The Montorge castle has never been rebuilt since. It is only recently that efforts have been made to revive the ruins. In 2002–2005, archaeological research was carried out on the site, consolidation of the masonry was carried out, and access to the ruin was improved.

==Access and location==

The ruins occupy the summit of the Mont d'Orge at an elevation of 782 m, 2 kilometers west of Sion allowing a splendid view of the whole valley. The site can easily be reached by foot from the village of Montorge by means of several well-marked trails.

The original access to the castle was located at its eastern side, which was protected on by a ditch dug in the rock and could be crossed by a drawbridge. Then one went around the big tower and arrived at the second entrance, again defended by a ditch and a drawbridge. One could then enter the courtyard of the castle through a very solid gate. The frame of this gate and the big tower are still partially preserved.

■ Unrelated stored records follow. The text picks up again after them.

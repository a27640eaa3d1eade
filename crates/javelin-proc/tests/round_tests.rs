use javelin_binder::BindOptions;
use javelin_classpath::stubs::CoreStubs;
use javelin_common::Severity;
use javelin_model::Names;
use javelin_proc::{Processor, RoundEnv, SourceFile, run_rounds};
use rustc_hash::FxHashMap;

fn source(path: &str, text: &str) -> SourceFile {
    SourceFile {
        path: path.to_string(),
        text: text.to_string(),
    }
}

/// Generates `<Class>Meta` for every bound class that has none yet.
struct MetaGenerator {
    generated_for: Vec<String>,
    saw_over_round: bool,
}

impl Processor for MetaGenerator {
    fn name(&self) -> &str {
        "MetaGenerator"
    }

    fn process(&mut self, round: &mut RoundEnv<'_>) {
        if round.over {
            self.saw_over_round = true;
            return;
        }
        let targets: Vec<String> = round
            .classes()
            .map(|(sym, _)| round.binary_name(sym))
            .filter(|name| !name.ends_with("Meta") && !name.contains('$'))
            .filter(|name| !self.generated_for.contains(name))
            .collect();
        for name in targets {
            let generated = format!("{name}Meta");
            round
                .create_source(
                    &format!("{generated}.java"),
                    format!("public class {generated} {{ public static final String SOURCE = \"{name}\"; }}"),
                )
                .expect("filer accepts fresh names");
            self.generated_for.push(name);
        }
    }
}

#[test]
fn rounds_converge_and_generated_sources_are_bound() {
    let names = Names::new();
    let stubs = CoreStubs::new();
    let mut processors: Vec<Box<dyn Processor>> = vec![Box::new(MetaGenerator {
        generated_for: Vec::new(),
        saw_over_round: false,
    })];
    let result = run_rounds(
        vec![source("A.java", "public class A {}")],
        &names,
        &stubs,
        BindOptions::default(),
        &mut processors,
        &FxHashMap::default(),
    );
    assert!(!result.diagnostics.has_errors());
    // Round 1 sees A and generates AMeta; round 2 sees both and generates
    // AMetaMeta... no: AMeta ends with Meta, so round 2 generates nothing
    // and the loop converges, then the over round runs.
    assert_eq!(result.rounds, 2);
    assert_eq!(result.generated.len(), 1);
    assert_eq!(result.generated[0].name, "AMeta.java");
    // The generated class is part of the final binding.
    assert!(result.classes_contains(&names, "AMeta"));
}

trait ResultExt {
    fn classes_contains(&self, names: &Names, binary: &str) -> bool;
}

impl ResultExt for javelin_proc::ProcessingResult {
    fn classes_contains(&self, names: &Names, binary: &str) -> bool {
        self.bind.classes.contains_key(&names.class(binary))
    }
}

/// Tries to generate the same file twice.
struct DuplicateFiler {
    attempts: usize,
}

impl Processor for DuplicateFiler {
    fn name(&self) -> &str {
        "DuplicateFiler"
    }

    fn process(&mut self, round: &mut RoundEnv<'_>) {
        if round.over || self.attempts >= 2 {
            return;
        }
        self.attempts += 1;
        let _ = round.create_source("Gen.java", "class Gen {}");
    }
}

#[test]
fn duplicate_generation_is_a_filer_error() {
    let names = Names::new();
    let stubs = CoreStubs::new();
    let mut processors: Vec<Box<dyn Processor>> =
        vec![Box::new(DuplicateFiler { attempts: 0 })];
    let result = run_rounds(
        vec![source("A.java", "class A {}")],
        &names,
        &stubs,
        BindOptions::default(),
        &mut processors,
        &FxHashMap::default(),
    );
    // The second attempt failed with an error but compilation still ran to
    // completion.
    assert!(result.diagnostics.has_errors());
    assert_eq!(result.generated.len(), 1);
}

/// Reports but never generates; errors must not stop the final round.
struct Complainer {
    rounds_seen: usize,
}

impl Processor for Complainer {
    fn name(&self) -> &str {
        "Complainer"
    }

    fn process(&mut self, round: &mut RoundEnv<'_>) {
        self.rounds_seen += 1;
        if !round.over {
            round.error("something is off");
            round.warning("and also this");
        }
    }
}

#[test]
fn processor_messages_accumulate() {
    let names = Names::new();
    let stubs = CoreStubs::new();
    let mut processors: Vec<Box<dyn Processor>> = vec![Box::new(Complainer { rounds_seen: 0 })];
    let result = run_rounds(
        vec![source("A.java", "class A {}")],
        &names,
        &stubs,
        BindOptions::default(),
        &mut processors,
        &FxHashMap::default(),
    );
    let severities: Vec<Severity> = result
        .diagnostics
        .iter()
        .map(|d| d.severity())
        .collect();
    assert!(severities.contains(&Severity::Error));
    assert!(severities.contains(&Severity::Warning));
}

#[test]
fn no_processors_is_a_single_round() {
    let names = Names::new();
    let stubs = CoreStubs::new();
    let mut processors: Vec<Box<dyn Processor>> = Vec::new();
    let result = run_rounds(
        vec![source("A.java", "class A { static final int X = 1; }")],
        &names,
        &stubs,
        BindOptions::default(),
        &mut processors,
        &FxHashMap::default(),
    );
    assert_eq!(result.rounds, 1);
    assert!(!result.diagnostics.has_errors());
    assert_eq!(result.bind.classes.len(), 1);
}

#[test]
fn type_relations_are_exposed() {
    struct RelationChecker {
        checked: bool,
    }
    impl Processor for RelationChecker {
        fn name(&self) -> &str {
            "RelationChecker"
        }
        fn process(&mut self, round: &mut RoundEnv<'_>) {
            if round.over || self.checked {
                return;
            }
            self.checked = true;
            let sub = round.any_class("Sub").expect("Sub").sym;
            let base = round.any_class("Base").expect("Base").sym;
            let ok = round.with_types(|ops| {
                let sub_ty = javelin_model::Type::class(sub);
                let base_ty = javelin_model::Type::class(base);
                ops.is_subtype(&sub_ty, &base_ty) && !ops.is_subtype(&base_ty, &sub_ty)
            });
            if !ok {
                round.error("subtype relation broken");
            }
        }
    }
    let names = Names::new();
    let stubs = CoreStubs::new();
    let mut processors: Vec<Box<dyn Processor>> =
        vec![Box::new(RelationChecker { checked: false })];
    let result = run_rounds(
        vec![source(
            "S.java",
            "class Base {} class Sub extends Base {}",
        )],
        &names,
        &stubs,
        BindOptions::default(),
        &mut processors,
        &FxHashMap::default(),
    );
    assert!(!result.diagnostics.has_errors());
}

The central building was located in the courtyard, but now one can only distinguish the lower floor of this building, in particular, the cellar and the water cistern. Two annexed buildings were located to the south of the main building. The north and south sides of the courtyard was defended by strong walls, but only their south part remains preserved. Loopholes and latrines can be easily recognized in this wall.

The west side of the castle was dominated by a round tower, probably about 15 meters high, which was also protected by a ditch. The foundations of this tower were only found during recent archaeological research.